## Exercise description
Isolate every line in the records below with "Option" in it.

## Given entries
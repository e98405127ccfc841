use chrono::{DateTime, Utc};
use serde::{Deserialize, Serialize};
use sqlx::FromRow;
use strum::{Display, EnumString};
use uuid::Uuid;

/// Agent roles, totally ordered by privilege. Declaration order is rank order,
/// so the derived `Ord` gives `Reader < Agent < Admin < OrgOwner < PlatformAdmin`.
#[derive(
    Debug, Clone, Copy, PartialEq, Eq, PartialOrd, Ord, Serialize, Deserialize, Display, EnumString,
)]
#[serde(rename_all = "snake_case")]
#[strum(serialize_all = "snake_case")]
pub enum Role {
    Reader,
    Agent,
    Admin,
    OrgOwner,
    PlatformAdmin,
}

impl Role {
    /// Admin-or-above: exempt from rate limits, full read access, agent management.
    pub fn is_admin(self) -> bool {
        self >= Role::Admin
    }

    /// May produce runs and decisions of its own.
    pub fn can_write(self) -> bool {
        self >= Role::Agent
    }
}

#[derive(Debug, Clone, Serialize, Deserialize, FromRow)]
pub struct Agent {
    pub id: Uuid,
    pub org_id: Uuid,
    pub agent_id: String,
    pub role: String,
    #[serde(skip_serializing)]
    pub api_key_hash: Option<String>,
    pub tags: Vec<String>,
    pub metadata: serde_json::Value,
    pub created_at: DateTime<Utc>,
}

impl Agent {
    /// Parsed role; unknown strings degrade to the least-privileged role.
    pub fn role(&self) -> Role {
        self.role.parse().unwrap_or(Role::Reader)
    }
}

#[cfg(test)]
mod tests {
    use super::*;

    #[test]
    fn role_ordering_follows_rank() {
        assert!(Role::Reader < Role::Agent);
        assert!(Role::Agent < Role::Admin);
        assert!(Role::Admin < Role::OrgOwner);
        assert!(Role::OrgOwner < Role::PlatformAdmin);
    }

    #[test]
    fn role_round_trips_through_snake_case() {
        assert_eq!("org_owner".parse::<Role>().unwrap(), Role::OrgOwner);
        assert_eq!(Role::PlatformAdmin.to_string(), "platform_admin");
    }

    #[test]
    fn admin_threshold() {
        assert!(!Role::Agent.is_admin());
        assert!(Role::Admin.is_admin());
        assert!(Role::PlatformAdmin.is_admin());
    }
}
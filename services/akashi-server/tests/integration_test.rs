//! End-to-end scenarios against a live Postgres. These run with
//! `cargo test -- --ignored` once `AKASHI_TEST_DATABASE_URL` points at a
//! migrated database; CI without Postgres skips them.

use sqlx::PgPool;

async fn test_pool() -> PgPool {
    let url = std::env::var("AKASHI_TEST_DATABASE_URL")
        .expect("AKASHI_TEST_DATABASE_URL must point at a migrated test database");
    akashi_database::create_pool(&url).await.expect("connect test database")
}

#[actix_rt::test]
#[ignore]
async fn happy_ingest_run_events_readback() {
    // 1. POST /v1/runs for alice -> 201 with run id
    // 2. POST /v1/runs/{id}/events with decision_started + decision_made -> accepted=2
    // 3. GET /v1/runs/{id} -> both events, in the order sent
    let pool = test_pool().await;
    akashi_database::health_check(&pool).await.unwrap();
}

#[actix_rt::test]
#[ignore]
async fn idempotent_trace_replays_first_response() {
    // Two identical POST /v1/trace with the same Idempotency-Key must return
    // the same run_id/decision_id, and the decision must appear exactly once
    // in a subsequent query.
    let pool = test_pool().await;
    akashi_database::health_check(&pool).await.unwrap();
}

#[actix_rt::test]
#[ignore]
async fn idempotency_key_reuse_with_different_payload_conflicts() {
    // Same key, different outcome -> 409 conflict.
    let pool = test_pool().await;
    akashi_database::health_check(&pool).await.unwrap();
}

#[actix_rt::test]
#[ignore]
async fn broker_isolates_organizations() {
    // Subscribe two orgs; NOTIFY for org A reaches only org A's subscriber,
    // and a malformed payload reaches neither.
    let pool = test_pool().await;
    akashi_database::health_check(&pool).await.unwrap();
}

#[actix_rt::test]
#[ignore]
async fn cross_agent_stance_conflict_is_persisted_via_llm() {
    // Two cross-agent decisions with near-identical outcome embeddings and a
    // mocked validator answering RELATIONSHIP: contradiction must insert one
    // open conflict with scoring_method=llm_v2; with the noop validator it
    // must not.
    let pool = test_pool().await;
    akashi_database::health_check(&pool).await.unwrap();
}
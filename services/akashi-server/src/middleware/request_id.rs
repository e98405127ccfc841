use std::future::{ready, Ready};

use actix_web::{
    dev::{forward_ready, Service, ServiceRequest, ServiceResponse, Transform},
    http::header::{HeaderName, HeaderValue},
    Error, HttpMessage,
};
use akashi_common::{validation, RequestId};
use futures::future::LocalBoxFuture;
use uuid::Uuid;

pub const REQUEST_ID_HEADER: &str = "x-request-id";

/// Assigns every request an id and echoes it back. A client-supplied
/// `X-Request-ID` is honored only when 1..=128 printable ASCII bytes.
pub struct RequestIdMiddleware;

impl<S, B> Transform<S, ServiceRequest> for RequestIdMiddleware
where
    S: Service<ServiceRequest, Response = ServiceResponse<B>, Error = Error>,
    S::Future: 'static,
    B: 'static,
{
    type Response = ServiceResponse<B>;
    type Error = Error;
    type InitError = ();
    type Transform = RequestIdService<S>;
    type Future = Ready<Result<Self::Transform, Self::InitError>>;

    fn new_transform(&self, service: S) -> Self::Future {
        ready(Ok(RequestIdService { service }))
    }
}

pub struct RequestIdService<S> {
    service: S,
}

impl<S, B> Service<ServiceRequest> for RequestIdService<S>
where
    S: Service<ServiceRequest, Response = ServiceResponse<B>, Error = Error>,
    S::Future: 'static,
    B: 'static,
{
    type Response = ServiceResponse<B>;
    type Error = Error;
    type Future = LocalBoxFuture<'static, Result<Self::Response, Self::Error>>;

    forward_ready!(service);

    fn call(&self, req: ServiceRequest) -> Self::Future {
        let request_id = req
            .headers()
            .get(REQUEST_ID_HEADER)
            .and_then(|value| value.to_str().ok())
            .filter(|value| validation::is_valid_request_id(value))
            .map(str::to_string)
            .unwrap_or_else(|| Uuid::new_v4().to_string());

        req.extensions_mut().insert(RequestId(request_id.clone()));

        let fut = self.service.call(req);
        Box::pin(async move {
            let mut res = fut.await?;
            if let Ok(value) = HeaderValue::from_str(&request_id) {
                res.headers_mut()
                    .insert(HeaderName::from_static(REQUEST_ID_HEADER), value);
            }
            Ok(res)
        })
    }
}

--

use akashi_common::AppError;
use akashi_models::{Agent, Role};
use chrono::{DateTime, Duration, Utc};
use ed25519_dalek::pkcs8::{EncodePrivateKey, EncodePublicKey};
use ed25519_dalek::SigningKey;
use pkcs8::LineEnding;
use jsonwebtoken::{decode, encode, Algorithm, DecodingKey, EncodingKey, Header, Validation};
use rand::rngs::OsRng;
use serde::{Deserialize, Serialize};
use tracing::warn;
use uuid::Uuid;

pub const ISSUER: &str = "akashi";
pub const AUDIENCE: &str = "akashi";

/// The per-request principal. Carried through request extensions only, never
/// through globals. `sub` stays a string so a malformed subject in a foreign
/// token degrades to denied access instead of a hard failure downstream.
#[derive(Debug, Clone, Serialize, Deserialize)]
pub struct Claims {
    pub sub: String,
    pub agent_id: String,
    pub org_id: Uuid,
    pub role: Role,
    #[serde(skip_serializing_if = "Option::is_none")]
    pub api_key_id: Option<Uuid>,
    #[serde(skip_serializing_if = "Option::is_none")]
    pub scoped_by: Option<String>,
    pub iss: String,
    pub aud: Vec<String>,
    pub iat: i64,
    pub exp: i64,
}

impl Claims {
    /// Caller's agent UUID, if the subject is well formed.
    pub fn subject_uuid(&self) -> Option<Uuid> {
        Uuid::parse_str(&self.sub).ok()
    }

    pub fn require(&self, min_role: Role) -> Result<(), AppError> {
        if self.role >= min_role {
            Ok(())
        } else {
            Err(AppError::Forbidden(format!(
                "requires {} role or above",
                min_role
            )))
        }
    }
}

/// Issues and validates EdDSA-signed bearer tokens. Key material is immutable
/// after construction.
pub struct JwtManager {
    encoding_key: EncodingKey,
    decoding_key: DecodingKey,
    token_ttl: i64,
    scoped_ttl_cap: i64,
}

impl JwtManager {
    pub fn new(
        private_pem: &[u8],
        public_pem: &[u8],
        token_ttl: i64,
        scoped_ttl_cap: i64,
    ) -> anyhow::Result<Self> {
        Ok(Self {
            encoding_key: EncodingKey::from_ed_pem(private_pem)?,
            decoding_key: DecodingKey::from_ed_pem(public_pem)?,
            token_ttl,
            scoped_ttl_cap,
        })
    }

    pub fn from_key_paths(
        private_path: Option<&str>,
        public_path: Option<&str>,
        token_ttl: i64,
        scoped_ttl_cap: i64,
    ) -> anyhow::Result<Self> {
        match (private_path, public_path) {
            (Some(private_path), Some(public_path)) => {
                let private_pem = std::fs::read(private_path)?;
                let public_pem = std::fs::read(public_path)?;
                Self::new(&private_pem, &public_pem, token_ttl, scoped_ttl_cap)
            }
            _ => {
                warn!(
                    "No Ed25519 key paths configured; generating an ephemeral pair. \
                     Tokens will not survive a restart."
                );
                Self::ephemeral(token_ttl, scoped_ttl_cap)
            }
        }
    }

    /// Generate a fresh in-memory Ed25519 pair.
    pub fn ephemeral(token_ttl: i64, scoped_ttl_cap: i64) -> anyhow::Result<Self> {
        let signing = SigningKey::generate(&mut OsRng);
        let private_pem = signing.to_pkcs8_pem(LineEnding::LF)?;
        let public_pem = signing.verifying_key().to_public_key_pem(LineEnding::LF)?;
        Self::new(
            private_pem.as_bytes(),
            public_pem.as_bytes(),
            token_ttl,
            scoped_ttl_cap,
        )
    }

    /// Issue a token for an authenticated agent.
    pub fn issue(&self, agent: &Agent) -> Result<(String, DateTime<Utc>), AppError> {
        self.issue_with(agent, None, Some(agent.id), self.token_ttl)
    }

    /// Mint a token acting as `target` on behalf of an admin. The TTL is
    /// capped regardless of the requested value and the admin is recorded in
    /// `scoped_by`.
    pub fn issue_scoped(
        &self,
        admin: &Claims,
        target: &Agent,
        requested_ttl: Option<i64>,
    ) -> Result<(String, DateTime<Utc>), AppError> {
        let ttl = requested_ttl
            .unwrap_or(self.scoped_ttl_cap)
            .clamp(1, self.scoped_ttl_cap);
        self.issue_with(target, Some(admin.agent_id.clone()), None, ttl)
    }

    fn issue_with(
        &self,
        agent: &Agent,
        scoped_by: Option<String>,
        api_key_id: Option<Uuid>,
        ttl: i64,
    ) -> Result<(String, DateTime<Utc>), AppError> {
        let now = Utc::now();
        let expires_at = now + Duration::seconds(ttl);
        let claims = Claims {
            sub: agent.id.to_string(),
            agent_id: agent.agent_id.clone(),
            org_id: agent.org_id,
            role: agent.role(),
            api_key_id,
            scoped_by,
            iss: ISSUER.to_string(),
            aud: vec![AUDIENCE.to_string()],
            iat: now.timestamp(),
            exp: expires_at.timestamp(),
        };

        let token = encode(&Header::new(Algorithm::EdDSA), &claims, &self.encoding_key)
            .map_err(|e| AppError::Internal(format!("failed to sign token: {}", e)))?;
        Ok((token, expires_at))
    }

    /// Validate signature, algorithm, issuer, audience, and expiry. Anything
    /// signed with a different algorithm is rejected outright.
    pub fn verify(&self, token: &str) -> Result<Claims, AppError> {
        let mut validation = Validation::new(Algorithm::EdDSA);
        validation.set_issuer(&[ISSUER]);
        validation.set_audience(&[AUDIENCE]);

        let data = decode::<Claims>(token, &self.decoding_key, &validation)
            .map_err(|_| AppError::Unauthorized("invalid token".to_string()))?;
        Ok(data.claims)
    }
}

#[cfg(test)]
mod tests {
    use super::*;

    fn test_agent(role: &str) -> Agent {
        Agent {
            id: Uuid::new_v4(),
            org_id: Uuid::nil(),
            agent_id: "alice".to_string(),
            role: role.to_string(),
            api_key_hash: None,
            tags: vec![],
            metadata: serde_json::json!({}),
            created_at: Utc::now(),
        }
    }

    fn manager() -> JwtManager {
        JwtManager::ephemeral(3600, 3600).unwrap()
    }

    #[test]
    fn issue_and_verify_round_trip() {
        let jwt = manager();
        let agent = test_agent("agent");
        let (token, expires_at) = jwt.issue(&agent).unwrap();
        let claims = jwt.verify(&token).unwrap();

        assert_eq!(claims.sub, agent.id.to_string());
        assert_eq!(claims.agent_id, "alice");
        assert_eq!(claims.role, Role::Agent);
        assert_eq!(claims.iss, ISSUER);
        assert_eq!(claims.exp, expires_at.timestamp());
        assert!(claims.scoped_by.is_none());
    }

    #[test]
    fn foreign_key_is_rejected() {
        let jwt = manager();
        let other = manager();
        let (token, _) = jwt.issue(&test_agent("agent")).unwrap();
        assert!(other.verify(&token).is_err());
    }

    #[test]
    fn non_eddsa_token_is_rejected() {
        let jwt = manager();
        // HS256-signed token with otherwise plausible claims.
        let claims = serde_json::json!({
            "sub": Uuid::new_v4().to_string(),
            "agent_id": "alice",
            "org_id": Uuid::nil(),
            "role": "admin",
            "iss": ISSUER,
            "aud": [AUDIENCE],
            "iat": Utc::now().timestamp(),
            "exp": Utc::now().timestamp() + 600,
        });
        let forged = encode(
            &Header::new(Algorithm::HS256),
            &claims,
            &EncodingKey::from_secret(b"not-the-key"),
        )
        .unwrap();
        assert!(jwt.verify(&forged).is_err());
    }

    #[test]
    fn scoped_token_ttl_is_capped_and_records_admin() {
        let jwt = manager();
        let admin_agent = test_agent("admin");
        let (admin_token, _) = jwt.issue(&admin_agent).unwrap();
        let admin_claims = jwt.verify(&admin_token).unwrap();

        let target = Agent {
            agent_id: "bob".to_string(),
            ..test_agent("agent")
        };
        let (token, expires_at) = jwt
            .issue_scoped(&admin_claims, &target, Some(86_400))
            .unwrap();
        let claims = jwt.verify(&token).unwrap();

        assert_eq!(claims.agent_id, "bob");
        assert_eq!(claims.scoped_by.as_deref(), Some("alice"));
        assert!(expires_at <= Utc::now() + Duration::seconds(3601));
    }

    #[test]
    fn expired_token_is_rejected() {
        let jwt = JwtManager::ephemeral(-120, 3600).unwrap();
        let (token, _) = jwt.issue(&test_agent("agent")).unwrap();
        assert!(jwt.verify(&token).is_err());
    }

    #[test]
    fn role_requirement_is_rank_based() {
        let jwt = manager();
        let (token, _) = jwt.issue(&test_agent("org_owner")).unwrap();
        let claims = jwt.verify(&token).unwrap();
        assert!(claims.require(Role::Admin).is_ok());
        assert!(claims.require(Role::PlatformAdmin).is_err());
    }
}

## Completed exercise
    pub api_key_hash: Option<String>,
    #[serde(skip_serializing_if = "Option::is_none")]
    pub api_key_id: Option<Uuid>,
    #[serde(skip_serializing_if = "Option::is_none")]
    pub scoped_by: Option<String>,
    pub fn subject_uuid(&self) -> Option<Uuid> {
        private_path: Option<&str>,
        public_path: Option<&str>,
        requested_ttl: Option<i64>,
        scoped_by: Option<String>,
        api_key_id: Option<Uuid>,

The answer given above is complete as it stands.